I know a baby boomer who is in the same boat. Started a family somewhat later in life, has a moderate but still expensive lifestyle, and they can't even think about saving much for retirement with kids to raise. Part of the problem, however, is our expectations of what we can really afford in daily life. Two cars is a norm now, not a luxury. A 2500 ft home with all the goodies. Vacations annually. The truth was, and we didn't realize it at the time, that we couldn't really afford all that stuff. But I don't see much more cutting back being done till it gets really bad. Sure, people are cutting out the really obviously wasteful stuff (boat purchases, starbucks, eating out at sit down restaurants 3-4 times a week) but the big money saving way. Our culture is predicated on looking and living like royalty . And people's social status is all tied up in their homes, their cars, clothes, and nobody wants to reset back to reality.

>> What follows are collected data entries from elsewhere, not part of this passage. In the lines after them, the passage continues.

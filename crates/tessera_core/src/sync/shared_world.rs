//! # Shared World
//!
//! A [`World`] behind a reader/writer lock, for callers on several threads.
//!
//! ## Markers
//!
//! ```text
//!   read()  ──> ReadMarker   many at once, &World
//!   write() ──> WriteMarker  exclusive,    &mut World
//! ```
//!
//! Both markers are RAII guards: the lock is released on every exit path,
//! early returns and panics included.
//!
//! ## Lock release around lifecycle hooks
//!
//! `initialize` and `deinitialize` may call into systems that take their
//! own markers on this world. [`SharedWorld::add_component`] and
//! [`SharedWorld::remove_component`] therefore run those hooks with no
//! marker held:
//!
//! ```text
//!   write ─ validate, reserve, take value ─ release
//!         initialize (unlocked)
//!   write ─ put value back, re-validate ─ link or roll back ─ release
//! ```
//!
//! While reserved, the component has an owner but is in no object's list:
//! it cannot be attached elsewhere, receives no messages, and cannot be
//! deleted.

use std::ops::{Deref, DerefMut};
use std::sync::atomic::{AtomicUsize, Ordering};
use std::sync::Arc;

use parking_lot::{RwLock, RwLockReadGuard, RwLockWriteGuard};

use crate::component::ComponentContext;
use crate::error::{WorldError, WorldResult};
use crate::handle::{ComponentHandle, GameObjectHandle};
use crate::world::{logged, MessageSender, World};

/// Marker counters.
#[derive(Debug, Default)]
struct MarkerCounts {
    readers: AtomicUsize,
    writers: AtomicUsize,
}

/// Cloneable, thread-safe handle to a world.
///
/// # Example
///
/// ```rust,ignore
/// let shared = SharedWorld::new(world);
///
/// let render = shared.clone();
/// std::thread::spawn(move || {
///     let world = render.read();
///     for object in world.objects() {
///         // draw...
///     }
/// });
///
/// shared.write().tick(1.0 / 60.0);
/// ```
#[derive(Clone, Debug)]
pub struct SharedWorld {
    world: Arc<RwLock<World>>,
    counts: Arc<MarkerCounts>,
    sender: MessageSender,
}

impl SharedWorld {
    /// Wraps a world.
    #[must_use]
    pub fn new(world: World) -> Self {
        let sender = world.message_sender();
        Self {
            sender,
            world: Arc::new(RwLock::new(world)),
            counts: Arc::new(MarkerCounts::default()),
        }
    }

    /// Takes a shared read marker, blocking while a writer holds the world.
    pub fn read(&self) -> ReadMarker<'_> {
        let guard = self.world.read();
        self.counts.readers.fetch_add(1, Ordering::AcqRel);
        ReadMarker {
            guard,
            counter: &self.counts.readers,
        }
    }

    /// Takes the exclusive write marker, blocking while any marker is held.
    pub fn write(&self) -> WriteMarker<'_> {
        let guard = self.world.write();
        self.counts.writers.fetch_add(1, Ordering::AcqRel);
        WriteMarker {
            guard,
            counter: &self.counts.writers,
        }
    }

    /// Takes a read marker if no writer holds the world.
    pub fn try_read(&self) -> Option<ReadMarker<'_>> {
        let guard = self.world.try_read()?;
        self.counts.readers.fetch_add(1, Ordering::AcqRel);
        Some(ReadMarker {
            guard,
            counter: &self.counts.readers,
        })
    }

    /// Takes the write marker if no marker is held.
    pub fn try_write(&self) -> Option<WriteMarker<'_>> {
        let guard = self.world.try_write()?;
        self.counts.writers.fetch_add(1, Ordering::AcqRel);
        Some(WriteMarker {
            guard,
            counter: &self.counts.writers,
        })
    }

    /// Number of read markers currently held.
    #[must_use]
    pub fn active_readers(&self) -> usize {
        self.counts.readers.load(Ordering::Acquire)
    }

    /// Number of write markers currently held (0 or 1).
    #[must_use]
    pub fn active_writers(&self) -> usize {
        self.counts.writers.load(Ordering::Acquire)
    }

    /// Returns a sender for posting messages. Takes no marker, so it can be
    /// called while this thread holds one.
    #[must_use]
    pub fn message_sender(&self) -> MessageSender {
        self.sender.clone()
    }

    /// Attaches a component, running its initialize with no marker held.
    ///
    /// # Errors
    ///
    /// Same as [`World::add_component`]. If the object was deleted or made
    /// static while initialize ran, the component is deinitialized again and
    /// the corresponding error returned.
    pub fn add_component(
        &self,
        object: GameObjectHandle,
        component: ComponentHandle,
    ) -> WorldResult<()> {
        let ctx = ComponentContext { owner: object, component };
        let mut value = logged("add_component", self.write().begin_attach(object, component))?;

        let initialized = value.run_initialize(&ctx);

        let mut world = self.write();
        world.check_in_component(component, value)?;
        if let Err(source) = initialized {
            world.release_component(component)?;
            return logged(
                "add_component",
                Err(WorldError::InitializationFailed { component, source }),
            );
        }
        let Err(rejected) = world.complete_attach(object, component) else {
            return Ok(());
        };

        // The object changed while initialize ran: undo it, again unlocked.
        let mut value = world.check_out_component(component)?;
        drop(world);
        if let Err(e) = value.run_deinitialize(&ctx) {
            tracing::warn!("Rollback deinitialize of {:?} failed: {}", component, e);
        }
        let mut world = self.write();
        world.check_in_component(component, value)?;
        world.release_component(component)?;
        logged("add_component", Err(rejected))
    }

    /// Detaches a component, running its deinitialize with no marker held.
    ///
    /// # Errors
    ///
    /// Same as [`World::remove_component`].
    pub fn remove_component(
        &self,
        object: GameObjectHandle,
        component: ComponentHandle,
    ) -> WorldResult<()> {
        let ctx = ComponentContext { owner: object, component };
        let mut value = logged(
            "remove_component",
            self.write().begin_detach(object, component),
        )?;

        let result = value.run_deinitialize(&ctx);

        let mut world = self.write();
        world.check_in_component(component, value)?;
        world.release_component(component)?;
        result.map_err(|source| WorldError::DeinitializationFailed { component, source })
    }

    /// Returns the world if this is the last handle to it.
    ///
    /// # Errors
    ///
    /// Gives `self` back while other handles exist.
    pub fn try_unwrap(self) -> Result<World, Self> {
        match Arc::try_unwrap(self.world) {
            Ok(lock) => Ok(lock.into_inner()),
            Err(world) => Err(Self {
                world,
                counts: self.counts,
                sender: self.sender,
            }),
        }
    }
}

/// Shared access to the world. Released on drop.
pub struct ReadMarker<'a> {
    guard: RwLockReadGuard<'a, World>,
    counter: &'a AtomicUsize,
}

impl Deref for ReadMarker<'_> {
    type Target = World;

    #[inline]
    fn deref(&self) -> &World {
        &self.guard
    }
}

impl Drop for ReadMarker<'_> {
    fn drop(&mut self) {
        self.counter.fetch_sub(1, Ordering::AcqRel);
    }
}

/// Exclusive access to the world. Released on drop.
pub struct WriteMarker<'a> {
    guard: RwLockWriteGuard<'a, World>,
    counter: &'a AtomicUsize,
}

impl Deref for WriteMarker<'_> {
    type Target = World;

    #[inline]
    fn deref(&self) -> &World {
        &self.guard
    }
}

impl DerefMut for WriteMarker<'_> {
    #[inline]
    fn deref_mut(&mut self) -> &mut World {
        &mut self.guard
    }
}

impl Drop for WriteMarker<'_> {
    fn drop(&mut self) {
        self.counter.fetch_sub(1, Ordering::AcqRel);
    }
}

Luckily I have no kids and have a nice fat retirement account. But if I did I'd be worried. People are going to have to make some tough decisions.

Anonymous said...

What about Gen-E? (Generation Entitlement)

walkerj said...

I don't agree with the advice that you should save while still having long-term debt. Doing so is essentially a carry-trade: a leveraged bet on the differential between the interest rate to be paid and the return on the (speculative) investment asset. Most average Joes can't get their brain around this, so they shouldn't be doing it.
Note that buying a house is a huge, highly-leveraged carry trade, which the whole country is now discovering, to its dismay. But at least you can live in the asset. ;-)
Here's my bonmot: When you've bought a house, you don't own the house; the bank owns the house. You own the risk.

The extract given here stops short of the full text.